1) How do you keep up to speed in new data science technology? I read and write blogs on technical topics as well as read trade publications. I also do some recreational programming to keep up on trends and topics. On occasion I have audited classes on both EdX and Coursera (examples include gamification, Python, cloud management/deployment, R…)

2) Describe what success looks like in the context data science projects? Success related analytics efforts is the definition, understanding, development of insight on and the addressing of business goals using available data and business strategies. Sometimes this may only involve the development of better strategies and plans, but in other cases the creation of contextual understanding and actionable insight allows for continuous improvement of existing or newly developed processes.

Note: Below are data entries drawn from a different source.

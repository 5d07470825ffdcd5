use passthru_sim::config::GeneratorConfig;
use passthru_sim::expression::{load_expressions, parse_log, CommandKind, PatternTable};
use passthru_sim::grouping::group_by_channel;
use passthru_sim::passthru::{tx_flags, ConnectFlags, FilterType, ProtocolId};
use passthru_sim::reconstruct::frame::unframe;
use passthru_sim::simulation::{GenerationProgress, Simulation, SimulationGenerator};
use pretty_assertions::assert_eq;

static SCENARIO_LOG: &str = "\
PassThru session log
20.000s ++ PTOpen(CarDAQ-Plus, 0x0019FC20)
  returning DeviceID: 1
20.001s   0:STATUS_NOERROR
20.742s ++ PTConnect(1, 6:ISO15765, 0x00000000, 500000, 0x0019FC18)
  returning ChannelID: 5
20.743s   0:STATUS_NOERROR
21.000s ++ PTWriteMsgs(5, 0x0019FB40, 0x0019FB3C, 100)
  Msg[0] 0.000000s. 6:ISO15765. 7 bytes. TxF=0x00000040 = ISO15765_FRAME_PAD
  \\__ 00 00 07 DF 02 01 00
  sent 1 of 1 messages
21.001s   0:STATUS_NOERROR
21.100s ++ PTReadMsgs(5, 0x0019FBF8, 0x0019FBF4, 100)
  Msg[0] 21.098s. 6:ISO15765. 7 bytes. RxS=0x00000000
  \\__ 00 00 07 E8 02 41 00
  read 1 of 1 messages
21.101s   0:STATUS_NOERROR
22.000s ++ PTDisconnect(5)
22.001s   0:STATUS_NOERROR
22.100s ++ PTClose(1)
22.101s   0:STATUS_NOERROR
";

static TWO_CHANNEL_LOG: &str = "\
10.000s ++ PTConnect(1, 6:ISO15765, 0x00000000, 500000, 0x0019FC18)
  returning ChannelID: 5
10.001s   0:STATUS_NOERROR
10.100s ++ PTStartMsgFilter(5, 3:FLOW_CONTROL_FILTER, 0x0019FC00, 0x0019FC10, 0x0019FC20, 0x0019FC30)
  Mask[0] 6:ISO15765. 4 bytes. TxF=0x00000040
  \\__ ff ff ff ff
  Pattern[0] 6:ISO15765. 4 bytes. TxF=0x00000040
  \\__ 00 00 07 e8
  FlowControl[0] 6:ISO15765. 4 bytes. TxF=0x00000040
  \\__ 00 00 07 e0
  returning FilterID: 0
10.101s   0:STATUS_NOERROR
10.200s ++ PTConnect(1, 5:CAN, 0x00000800, 250000, 0x0019FC18)
  returning ChannelID: 7
10.201s   0:STATUS_NOERROR
11.000s ++ PTWriteMsgs(5, 0x0019FB40, 0x0019FB3C, 100)
  Msg[0] 0.000000s. 6:ISO15765. 7 bytes. TxF=0x00000040 = ISO15765_FRAME_PAD
  \\__ 00 00 07 E0 02 10 03
  sent 1 of 1 messages
11.001s   0:STATUS_NOERROR
11.100s ++ PTReadMsgs(5, 0x0019FBF8, 0x0019FBF4, 100)
  Msg[0] 11.050s. 6:ISO15765. 4 bytes. RxS=0x00000009
  \\__ 00 00 07 E0
  Msg[1] 11.098s. 6:ISO15765. 7 bytes. RxS=0x00000000
  \\__ 00 00 07 E8 02 50 03
  read 2 of 10 messages
11.101s   0:STATUS_NOERROR
11.200s ++ PTReadMsgs(5, 0x0019FBF8, 0x0019FBF4, 100)
  Zero messages received
11.201s   0:STATUS_NOERROR
11.300s ++ PTReadMsgs(5, 0x0019FBF8, 0x0019FBF4, 100)
  Msg[0] 11.298s. 6:ISO15765. 7 bytes. RxS=0x00000000
  \\__ 00 00 07 E8 02 50 03
  read 1 of 10 messages
11.301s   0:STATUS_NOERROR
12.000s ++ PTWriteMsgs(7, 0x0019FB40, 0x0019FB3C, 100)
  Msg[0] 0.000000s. 5:CAN. 12 bytes. TxF=0x00000000
  \\__ 00 00 07 DF 02 3E 00 00 00 00 00 00
  sent 1 of 1 messages
12.001s   0:STATUS_NOERROR
12.100s ++ PTReadMsgs(7, 0x0019FBF8, 0x0019FBF4, 100)
  Msg[0] 12.098s. 5:CAN. 12 bytes. RxS=0x00000000
  \\__ 00 00 07 E8 02 7E 00 00 00 00 00 00
  read 1 of 10 messages
12.101s   0:STATUS_NOERROR
12.500s ++ PTWriteMsgs(5, 0x0019FB40, 0x0019FB3C, 100)
  Msg[0] 0.000000s. 6:ISO15765. 6 bytes. TxF=0x00000040 = ISO15765_FRAME_PAD
  \\__ 00 00 07 E0 3E 00
  sent 1 of 1 messages
12.501s   0:STATUS_NOERROR
13.000s ++ PTDisconnect(5)
13.001s   0:STATUS_NOERROR
13.100s ++ PTDisconnect(7)
13.101s   0:STATUS_NOERROR
";

fn generate(log: &str) -> Simulation {
    let _ = tracing_subscriber::fmt().with_test_writer().try_init();
    SimulationGenerator::from_log(log, GeneratorConfig::default()).generate().unwrap()
}

#[test]
fn end_to_end_scenario() {
    let simulation = generate(SCENARIO_LOG);
    assert_eq!(simulation.len(), 1);

    let channel = simulation.channel(5).unwrap();
    assert_eq!(channel.protocol, ProtocolId::ISO15765);
    assert_eq!(channel.baud_rate, 500000);
    assert_eq!(channel.connect_flags, ConnectFlags::NONE);
    assert!(channel.filters.is_empty());
    assert_eq!(channel.message_pairs.len(), 1);

    let pair = &channel.message_pairs[0];
    assert_eq!(pair.request.tx_flags, tx_flags::ISO15765_FRAME_PAD);
    assert_eq!(pair.request.data.len(), 12);
    assert_eq!(unframe(&pair.request.data), vec![0x00, 0x00, 0x07, 0xdf, 0x02, 0x01, 0x00]);
    assert_eq!(pair.responses.len(), 1);
    assert_eq!(unframe(&pair.responses[0].data), vec![0x00, 0x00, 0x07, 0xe8, 0x02, 0x41, 0x00]);
}

#[test]
fn grouping_completeness() {
    let expressions = parse_log(PatternTable::builtin(), TWO_CHANNEL_LOG, 3, None);
    let with_channel = expressions
        .iter()
        .filter(|e| e.channel_id().is_some_and(|id| id != 0))
        .count();

    let buckets = group_by_channel(expressions, 3).unwrap();
    assert_eq!(buckets.iter().map(|b| b.expressions.len()).sum::<usize>(), with_channel);
    assert!(buckets.iter().all(|b| b.channel_id != 0));
    assert_eq!(buckets.iter().map(|b| b.channel_id).collect::<Vec<_>>(), vec![5, 7]);
}

#[test]
fn pairing_invariant() {
    let simulation = generate(TWO_CHANNEL_LOG);
    let channel = simulation.channel(5).unwrap();

    assert_eq!(channel.message_pairs.len(), 2);
    assert_eq!(channel.message_pairs[0].responses.len(), 2);
    assert!(channel.message_pairs[1].responses.is_empty());

    let requests: Vec<&[u8]> = channel.message_pairs.iter().map(|p| p.request.data.as_slice()).collect();
    for pair in &channel.message_pairs {
        assert!(pair.responses.iter().all(|r| !requests.contains(&r.data.as_slice())));
        assert!(pair.responses.iter().all(|r| !r.transmitted()));
    }
}

#[test]
fn deduplicated_traffic() {
    let simulation = generate(TWO_CHANNEL_LOG);
    for channel in simulation.channels() {
        for messages in [&channel.messages_sent, &channel.messages_read] {
            for (i, a) in messages.iter().enumerate() {
                assert!(messages[i + 1..].iter().all(|b| b.data != a.data));
            }
        }
    }
    assert_eq!(simulation.channel(5).unwrap().messages_read.len(), 1);
    assert_eq!(simulation.channel(5).unwrap().messages_sent.len(), 2);
}

#[test]
fn filters_inverted_by_default() {
    let inverted = generate(TWO_CHANNEL_LOG);
    let filter = &inverted.channel(5).unwrap().filters[0];
    assert_eq!(filter.filter_type, FilterType::FlowControl);
    assert_eq!(filter.pattern, "00 00 07 E0");
    assert_eq!(filter.flow_control, "00 00 07 E8");

    let config = GeneratorConfig {
        invert_filters: false,
        ..GeneratorConfig::default()
    };
    let recorded = SimulationGenerator::from_log(TWO_CHANNEL_LOG, config).generate().unwrap();
    let filter = &recorded.channel(5).unwrap().filters[0];
    assert_eq!(filter.pattern, "00 00 07 E8");
    assert_eq!(filter.flow_control, "00 00 07 E0");
    assert_eq!(filter.inverted().inverted(), *filter);
}

#[test]
fn channel_settings_from_connect() {
    let simulation = generate(TWO_CHANNEL_LOG);
    let channel = simulation.channel(7).unwrap();
    assert_eq!(channel.protocol, ProtocolId::CAN);
    assert_eq!(channel.baud_rate, 250000);
    assert_eq!(channel.connect_flags, ConnectFlags::CAN_ID_BOTH);

    let logged = [0x00, 0x00, 0x07, 0xdf, 0x02, 0x3e, 0x00, 0x00, 0x00, 0x00, 0x00, 0x00];
    let pair = &channel.message_pairs[0];
    assert_eq!(pair.request.data, logged.to_vec());
    assert_eq!(
        pair.responses[0].data,
        vec![0x00, 0x00, 0x07, 0xe8, 0x02, 0x7e, 0x00, 0x00, 0x00, 0x00, 0x00, 0x00]
    );
    assert_eq!(channel.find_pair(&logged), Some(pair));
}

#[test]
fn round_trip_through_file() {
    let dir = tempfile::tempdir().unwrap();
    let mut generator = SimulationGenerator::from_log(TWO_CHANNEL_LOG, GeneratorConfig::default());
    let path = generator.save(dir.path(), "two_channels").unwrap();

    assert_eq!(path, dir.path().join("two_channels.ptsim"));
    assert!(path.exists());

    let loaded = Simulation::load(&path).unwrap();
    assert_eq!(&loaded, generator.simulation().unwrap());
}

#[test]
fn regenerate_from_expressions_file() {
    let dir = tempfile::tempdir().unwrap();
    let mut parsed = SimulationGenerator::from_log(TWO_CHANNEL_LOG, GeneratorConfig::default());
    let path = parsed.save_expressions(dir.path(), "two_channels").unwrap();
    assert_eq!(path, dir.path().join("two_channels.ptexp"));

    let loaded = load_expressions(&path).unwrap();
    assert_eq!(loaded.as_slice(), parsed.expressions());
    assert_eq!(loaded.len(), 12);

    let mut reloaded = SimulationGenerator::from_expressions_file(&path, GeneratorConfig::default()).unwrap();
    assert_eq!(reloaded.generate().unwrap(), parsed.generate().unwrap());
}

#[test]
fn artifact_accepts_numbers_and_names() {
    let simulation = generate(SCENARIO_LOG);
    let mut json: serde_json::Value = serde_json::from_str(&simulation.to_json().unwrap()).unwrap();
    json[0]["protocol"] = 6.into();
    json[0]["baud_rate"] = "ISO15765_500000".into();
    json[0]["connect_flags"] = "NONE".into();
    json[0]["message_pairs"][0]["request"]["protocol"] = "ISO15765".into();

    let reloaded = Simulation::from_json(&json.to_string()).unwrap();
    assert_eq!(reloaded, simulation);
}

#[test]
fn generation_progress() {
    let mut generator = SimulationGenerator::from_log(TWO_CHANNEL_LOG, GeneratorConfig::default());
    let mut parsing = generator.subscribe_parsing();
    let mut progress = generator.subscribe();
    generator.generate().unwrap();

    let mut parsed = 0;
    while let Ok(p) = parsing.try_recv() {
        parsed = parsed.max(p.parsed);
    }
    assert_eq!(parsed, 12);

    let mut seen = Vec::new();
    while let Ok(p) = progress.try_recv() {
        seen.push(p);
    }
    assert_eq!(seen.first(), Some(&GenerationProgress::Grouped { channels: 2 }));
    assert_eq!(seen.last(), Some(&GenerationProgress::Finished { channels: 2 }));
}

#[test]
fn unknown_commands_pruned() {
    let log = format!("{}23.000s ++ PTGetLastError(0x0019FC00)\n23.001s   0:STATUS_NOERROR\n", SCENARIO_LOG);
    let expressions = parse_log(PatternTable::builtin(), &log, 2, None);
    assert!(expressions.iter().all(|e| e.kind() != CommandKind::Unknown));
    assert_eq!(expressions.len(), 6);
}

3) Describe how do you measure the value of a successful data science application. I measure the value based on the business impact through the change in behavior or business results. It is not about increased insight but about actions taken.

4) Describe successful methods or techniques you have used to explain the value of data science, machine learning, advanced analytics to business people. I have demonstrated the impact of a gamification effort by using previously performed business process metrics and then the direct relationship with post implementation performance. Granted correlation does not prove causation but by having multiple instances of base cases and being able to validate performance improvement from a range a trials and processes improvements, a strong business case can be developed using a recursive process based on the definition of mechanics, measurement, behavior expectations, and rewards.

I’ve used a similar approach in the IoT space, where I’ve worked on and off with machine data collection and data analysis since entering the work force in the 1980s.

5) Describe the importance of model governance (model risk management) in the context of data science, advanced analytics, etc. in financial services. Without a solid governance model, you don’t have the controls and cannot develop the foundational level of understanding. The model should provide the rigor sufficient to move from supposition to knowledge. The organization needs to be careful not to have too rigid a process though, since you need to take advantage of any information learned along the way and make adjustment, to take latency out of the decision making/improvement process. Like most efforts today a flexible/agile approach should be applied.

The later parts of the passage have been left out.